In the last act, Ms Prism, the tutor of Cecily, reveals the story of a lost and found handbag, much to the delight of everyone, particularly Algernon and Jack who discover that there is no need for them to be re-christened after all, for their true name is indeed Earnest!

Below are some of the really humourous dialogues… Typical Oscar Wilde… Enjoy! They will also help to sketch the various characters for you.

Jack: I am in love with Gwendolen. I have come up to town expressly to propose to her.
Algernon – I thought you had come up for pleasure… I call that business.

Lady Bracknell: I hadn’t been there since her poor husband’s death. I never saw a woman so altered; she looks quite twenty years younger.

Algernon: I love hearing my relations abused. Relations are simply a tedious pack of people who haven’t got the remotest knowledge of how to live nor the smallest instinct about when to die.

Jack: You always want to argue about things.
Algernon: That’s exactly what things were originally made for.

Algernon: All women become like their mothers. That is their tragedy. No man does. That’s his.

Algernon: The only way to behave to a woman is to make love to her if she is pretty, and to someone else if she is plain

Jack: Half an hour after they have met, they will be calling each other sister.
Algernon: Women only do that when they have called each other a lot of other things first.

Cecily: I don’t like novels that end happily; they depress me so much
Miss Prism: The good end happily; the bad end unhappily. That’s what fiction means.

Cecily to Algernon: I hope you have not been leading a double life, pretending to be wicked and being really good all the time. That would be hypocrisy.

Miss Prism to Dr. Chasuble: A misanthrope, I can understand. A womanthrope – never.

Algernon to Jack: I never saw anybody take so long to dress, and with such little result.

Algernon to Jack: If I am occasionally a little over dressed, I make up for it by being always immensely over-educated.

Cecily to Algernon: It would hardly have been a really serious engagement if it hadn’t been broken off at least once.

Gwendolen to Cecily: I never travel without my diary. One should always have something sensational to read in the train.

Cecily: When I see a spade I call it a spade.
Gwendolen: I am glad to say that I have never seen a spade. It is obvious that our social spheres have been widely different.

Jack: Well, that is no business of yours
Algernon: If it was my business, I wouldn’t talk about it. It’s very vulgar to talk about one’s business.

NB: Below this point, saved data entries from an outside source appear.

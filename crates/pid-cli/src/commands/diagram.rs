use std::path::PathBuf;

use anyhow::Result;
use clap::{Args, ValueEnum};
use pid_core::ProjectType;
use pid_core::design::DesignResults;
use pid_render::RasterOptions;

use super::{parse_project_type, read_json, save_download};

#[derive(Clone, Copy, ValueEnum)]
pub enum DiagramFormat {
    Svg,
    Png,
}

#[derive(Args)]
pub struct DiagramArgs {
    /// Design results JSON
    pub design: PathBuf,

    #[arg(long, value_enum, default_value = "svg")]
    pub format: DiagramFormat,

    /// Project type code or label, used for the default file name
    #[arg(long = "type", value_parser = parse_project_type, default_value = "STP")]
    pub project_type: ProjectType,

    /// PNG supersampling factor
    #[arg(long, default_value_t = 2.0)]
    pub scale: f32,

    /// Output file (defaults to the download file name)
    #[arg(short, long)]
    pub output: Option<PathBuf>,
}

pub fn run(args: &DiagramArgs) -> Result<()> {
    let results: DesignResults = read_json(&args.design)?;
    let download = match args.format {
        DiagramFormat::Svg => pid_export::diagram_svg(&results, args.project_type)?,
        DiagramFormat::Png => {
            let options = RasterOptions {
                scale: args.scale,
                ..RasterOptions::default()
            };
            pid_export::diagram_png(&results, args.project_type, &options)?
        }
    };
    save_download(&download, args.output.as_deref())?;
    Ok(())
}
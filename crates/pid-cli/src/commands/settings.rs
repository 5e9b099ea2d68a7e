use std::path::PathBuf;

use anyhow::{Context, Result};
use clap::Args;
use pid_core::{SettingsStore, Theme};

/// Overrides the settings file location.
pub const SETTINGS_VAR: &str = "PID_DRAFT_SETTINGS";

#[derive(Args)]
pub struct SettingsArgs {
    /// Settings file (defaults to $PID_DRAFT_SETTINGS, then ~/.config/pid-draft/settings.json)
    #[arg(long)]
    pub path: Option<PathBuf>,

    /// Set the viewer theme: light or dark
    #[arg(long, value_parser = parse_theme)]
    pub theme: Option<Theme>,

    /// Flip between light and dark
    #[arg(long, conflicts_with = "theme")]
    pub toggle_theme: bool,

    /// PNG supersampling factor
    #[arg(long)]
    pub raster_scale: Option<f32>,
}

fn parse_theme(input: &str) -> Result<Theme, String> {
    Theme::parse(input).ok_or_else(|| format!("unknown theme `{input}` (expected light or dark)"))
}

pub fn default_path() -> PathBuf {
    if let Some(path) = std::env::var_os(SETTINGS_VAR) {
        return PathBuf::from(path);
    }
    match std::env::var_os("HOME") {
        Some(home) => PathBuf::from(home).join(".config/pid-draft/settings.json"),
        None => PathBuf::from("pid-draft-settings.json"),
    }
}

pub fn run(args: &SettingsArgs) -> Result<()> {
    let path = args.path.clone().unwrap_or_else(default_path);
    let mut store = SettingsStore::load(&path)
        .with_context(|| format!("failed to load settings from {}", path.display()))?;

    if args.theme.is_some() || args.toggle_theme || args.raster_scale.is_some() {
        store
            .update(|s| {
                if let Some(theme) = args.theme {
                    s.theme = theme;
                }
                if args.toggle_theme {
                    s.theme = s.theme.toggled();
                }
                if let Some(scale) = args.raster_scale {
                    s.raster_scale = scale;
                }
            })
            .context("settings were not changed")?;
    }

    println!("# {}", store.path().display());
    println!("{}", store.settings().to_json()?);
    Ok(())
}
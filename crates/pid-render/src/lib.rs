pub mod hit;
pub mod markup;
#[cfg(feature = "raster")]
pub mod raster;

pub use hit::{HitTarget, hit_test};
pub use markup::{ViewerState, ViewerTheme, escape_xml, render_static, render_viewer};
#[cfg(feature = "raster")]
pub use raster::{RasterError, RasterImage, RasterOptions, rasterize, scene_to_png, svg_to_png};
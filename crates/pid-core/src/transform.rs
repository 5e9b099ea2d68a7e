//! Pan/zoom transform between scene and viewport coordinates.
//!
//! `viewport = scene * scale + translate`. The scale is always kept inside
//! `ScaleLimits`; every constructor and operation re-clamps.

use kurbo::{Affine, Point, Vec2};
use serde::{Deserialize, Serialize};

// ─── Limits ──────────────────────────────────────────────────────────────

/// Inclusive bounds on the zoom scale.
#[derive(Debug, Clone, Copy, PartialEq, Serialize, Deserialize)]
pub struct ScaleLimits {
    pub min: f64,
    pub max: f64,
}

impl ScaleLimits {
    pub const DEFAULT: ScaleLimits = ScaleLimits { min: 0.1, max: 10.0 };

    pub fn clamp(&self, scale: f64) -> f64 {
        scale.clamp(self.min, self.max)
    }

    /// `min <= max`, both finite and positive.
    pub fn is_valid(&self) -> bool {
        self.min.is_finite() && self.max.is_finite() && self.min > 0.0 && self.min <= self.max
    }
}

impl Default for ScaleLimits {
    fn default() -> Self {
        Self::DEFAULT
    }
}

// ─── View transform ──────────────────────────────────────────────────────

/// The viewer's current pan/zoom state.
#[derive(Debug, Clone, Copy, PartialEq, Serialize, Deserialize)]
#[serde(rename_all = "camelCase")]
pub struct ViewTransform {
    pub scale: f64,
    pub translate_x: f64,
    pub translate_y: f64,
}

impl Default for ViewTransform {
    fn default() -> Self {
        Self::IDENTITY
    }
}

impl ViewTransform {
    pub const IDENTITY: ViewTransform = ViewTransform {
        scale: 1.0,
        translate_x: 0.0,
        translate_y: 0.0,
    };

    pub fn translate(&self) -> Vec2 {
        Vec2::new(self.translate_x, self.translate_y)
    }

    /// Scene point → viewport point.
    pub fn to_viewport(&self, scene: Point) -> Point {
        Point::new(
            scene.x * self.scale + self.translate_x,
            scene.y * self.scale + self.translate_y,
        )
    }

    /// Viewport point → scene point.
    pub fn to_scene(&self, viewport: Point) -> Point {
        Point::new(
            (viewport.x - self.translate_x) / self.scale,
            (viewport.y - self.translate_y) / self.scale,
        )
    }

    /// Multiply the scale by `factor` (clamped), keeping the scene point
    /// under `pivot` fixed on screen.
    ///
    /// A non-finite or non-positive factor leaves the transform unchanged.
    #[must_use]
    pub fn zoomed(&self, factor: f64, pivot: Point, limits: ScaleLimits) -> Self {
        if !factor.is_finite() || factor <= 0.0 {
            log::debug!("ignoring zoom factor {factor}");
            return *self;
        }
        let scale = limits.clamp(self.scale * factor);
        // Scene point under the pivot, from the pre-zoom transform.
        let anchor = self.to_scene(pivot);
        Self {
            scale,
            translate_x: pivot.x - anchor.x * scale,
            translate_y: pivot.y - anchor.y * scale,
        }
    }

    /// Replace the translation, keeping the scale.
    #[must_use]
    pub fn with_translate(&self, translate: Vec2) -> Self {
        Self {
            translate_x: translate.x,
            translate_y: translate.y,
            ..*self
        }
    }

    pub fn to_affine(&self) -> Affine {
        Affine::translate(self.translate()) * Affine::scale(self.scale)
    }

    /// The SVG `transform` attribute value applied to the diagram group.
    pub fn to_svg_attribute(&self) -> String {
        format!(
            "translate({} {}) scale({})",
            self.translate_x, self.translate_y, self.scale
        )
    }
}

#[cfg(test)]
mod tests {
    use super::*;

    const EPS: f64 = 1e-9;

    fn close(a: Point, b: Point) -> bool {
        (a.x - b.x).abs() < EPS && (a.y - b.y).abs() < EPS
    }

    #[test]
    fn zoom_keeps_pivot_fixed() {
        let start = ViewTransform {
            scale: 1.3,
            translate_x: -40.0,
            translate_y: 25.0,
        };
        let pivot = Point::new(320.0, 180.0);
        for factor in [1.1, 1.0 / 1.1, 2.0, 0.5] {
            let under = start.to_scene(pivot);
            let next = start.zoomed(factor, pivot, ScaleLimits::DEFAULT);
            assert!(close(next.to_viewport(under), pivot), "factor {factor}");
        }
    }

    #[test]
    fn zoom_clamps() {
        let mut t = ViewTransform::IDENTITY;
        for _ in 0..100 {
            t = t.zoomed(1.7, Point::new(10.0, 10.0), ScaleLimits::DEFAULT);
            assert!(t.scale <= 10.0);
        }
        assert_eq!(t.scale, 10.0);
        for _ in 0..100 {
            t = t.zoomed(0.3, Point::new(10.0, 10.0), ScaleLimits::DEFAULT);
            assert!(t.scale >= 0.1);
        }
        assert_eq!(t.scale, 0.1);
    }

    #[test]
    fn zoom_roundtrip_restores_scale() {
        let t = ViewTransform::IDENTITY;
        let pivot = Point::new(50.0, 70.0);
        let back = t
            .zoomed(1.2, pivot, ScaleLimits::DEFAULT)
            .zoomed(1.0 / 1.2, pivot, ScaleLimits::DEFAULT);
        assert!((back.scale - 1.0).abs() < EPS);
        assert!(back.translate_x.abs() < EPS);
        assert!(back.translate_y.abs() < EPS);
    }

    #[test]
    fn bad_factor_is_ignored() {
        let t = ViewTransform::IDENTITY;
        assert_eq!(t.zoomed(0.0, Point::ORIGIN, ScaleLimits::DEFAULT), t);
        assert_eq!(t.zoomed(f64::NAN, Point::ORIGIN, ScaleLimits::DEFAULT), t);
    }

    #[test]
    fn affine_matches_manual_mapping() {
        let t = ViewTransform {
            scale: 2.0,
            translate_x: 5.0,
            translate_y: -3.0,
        };
        let p = Point::new(7.0, 11.0);
        assert!(close(t.to_affine() * p, t.to_viewport(p)));
        assert_eq!(t.to_svg_attribute(), "translate(5 -3) scale(2)");
    }
}
use std::path::PathBuf;

use anyhow::Result;
use chrono::NaiveDate;
use clap::Args;
use pid_core::ProjectData;
use pid_core::design::DesignResults;
use pid_export::{ExportOptions, ReportFormat};

use super::{read_json, save_download};

#[derive(Args)]
pub struct ReportArgs {
    /// Design results JSON
    pub design: PathBuf,

    /// Project data JSON
    #[arg(long)]
    pub project: PathBuf,

    /// html, rtf or doc
    #[arg(long, value_parser = parse_format, default_value = "html")]
    pub format: ReportFormat,

    /// Report date as YYYY-MM-DD (defaults to today)
    #[arg(long, value_parser = parse_date)]
    pub date: Option<NaiveDate>,

    /// Output file (defaults to the download file name)
    #[arg(short, long)]
    pub output: Option<PathBuf>,
}

fn parse_format(input: &str) -> Result<ReportFormat, String> {
    ReportFormat::parse(input).ok_or_else(|| format!("unknown report format `{input}`"))
}

fn parse_date(input: &str) -> Result<NaiveDate, String> {
    NaiveDate::parse_from_str(input, "%Y-%m-%d").map_err(|e| format!("{input}: {e}"))
}

pub fn run(args: &ReportArgs) -> Result<()> {
    let results: DesignResults = read_json(&args.design)?;
    let project: ProjectData = read_json(&args.project)?;

    for section in results.missing_sections() {
        log::warn!("design has no {section}");
    }
    let options = args
        .date
        .map(ExportOptions::new)
        .unwrap_or_else(ExportOptions::today);
    let download = pid_export::export_report(&results, &project, args.format, &options);
    save_download(&download, args.output.as_deref())?;
    Ok(())
}

#[cfg(test)]
mod tests {
    use super::*;

    #[test]
    fn format_aliases_and_dates() {
        assert_eq!(parse_format("word"), Ok(ReportFormat::WordXml));
        assert!(parse_format("pdf").is_err());
        assert_eq!(
            parse_date("2025-03-14"),
            Ok(NaiveDate::from_ymd_opt(2025, 3, 14).unwrap())
        );
        assert!(parse_date("14/03/2025").is_err());
    }
}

Only people like stockbrokers do that.

Jack: You have been christened already
Algernon: Yes but I haven’t been christened for years

Lady Bracknell: Algernon is an extremely ostentatiously eligible young man. He has nothing, but he looks everything. What more can one desire.

Lady Bracknell: Never speak disrespectfully of society, Algernon . Only people who cant get into it do that.

Jack: Wait here for me a moment
Gwendolen: If you are not too long, I will wait here for you all my life.

Lady Bracknell: I dislike arguments; they are always vulgar and often convincing.

Gwendolen: I never change, except in my affections
Cecily: What a noble nature you have!

Lady Bracknell: The army general was essentially a man of peace except in his domestic life

Miss prism to Dr. Chasuble: By persistently remaining single, a man converts himself into a permanent public temptation.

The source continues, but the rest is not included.